— Extracted records —

+ + + + +

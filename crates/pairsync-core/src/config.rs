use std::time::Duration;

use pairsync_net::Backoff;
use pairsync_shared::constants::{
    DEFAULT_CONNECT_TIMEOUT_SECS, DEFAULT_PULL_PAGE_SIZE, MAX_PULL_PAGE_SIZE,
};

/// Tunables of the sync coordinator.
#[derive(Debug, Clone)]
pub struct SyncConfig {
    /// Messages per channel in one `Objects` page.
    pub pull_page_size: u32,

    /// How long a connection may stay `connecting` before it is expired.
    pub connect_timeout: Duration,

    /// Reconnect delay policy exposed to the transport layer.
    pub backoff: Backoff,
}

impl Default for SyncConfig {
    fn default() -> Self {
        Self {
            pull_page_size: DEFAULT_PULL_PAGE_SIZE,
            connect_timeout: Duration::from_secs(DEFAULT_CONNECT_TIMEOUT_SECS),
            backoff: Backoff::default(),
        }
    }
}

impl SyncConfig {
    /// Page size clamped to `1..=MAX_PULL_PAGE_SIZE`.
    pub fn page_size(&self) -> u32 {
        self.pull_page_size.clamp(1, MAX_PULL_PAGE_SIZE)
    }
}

+ + + + +

— Your goal —
Please repeat each line above exactly.

— Solution for this exercise —
filename crates/pairsync-core/src/config.rs
use std::time::Duration;

use pairsync_net::Backoff;
use pairsync_shared::constants::{
    DEFAULT_CONNECT_TIMEOUT_SECS, DEFAULT_PULL_PAGE_SIZE, MAX_PULL_PAGE_SIZE,
};

/// Tunables of the sync coordinator.
#[derive(Debug, Clone)]
pub struct SyncConfig {
    /// Messages per channel in one `Objects` page.
    pub pull_page_size: u32,

    /// How long a connection may stay `connecting` before it is expired.
    pub connect_timeout: Duration,

    /// Reconnect delay policy exposed to the transport layer.
    pub backoff: Backoff,
}

impl Default for SyncConfig {
    fn default() -> Self {
        Self {
            pull_page_size: DEFAULT_PULL_PAGE_SIZE,
            connect_timeout: Duration::from_secs(DEFAULT_CONNECT_TIMEOUT_SECS),
            backoff: Backoff::default(),
        }
    }
}

impl SyncConfig {
    /// Page size clamped to `1..=MAX_PULL_PAGE_SIZE`.
    pub fn page_size(&self) -> u32 {
        self.pull_page_size.clamp(1, MAX_PULL_PAGE_SIZE)
    }
}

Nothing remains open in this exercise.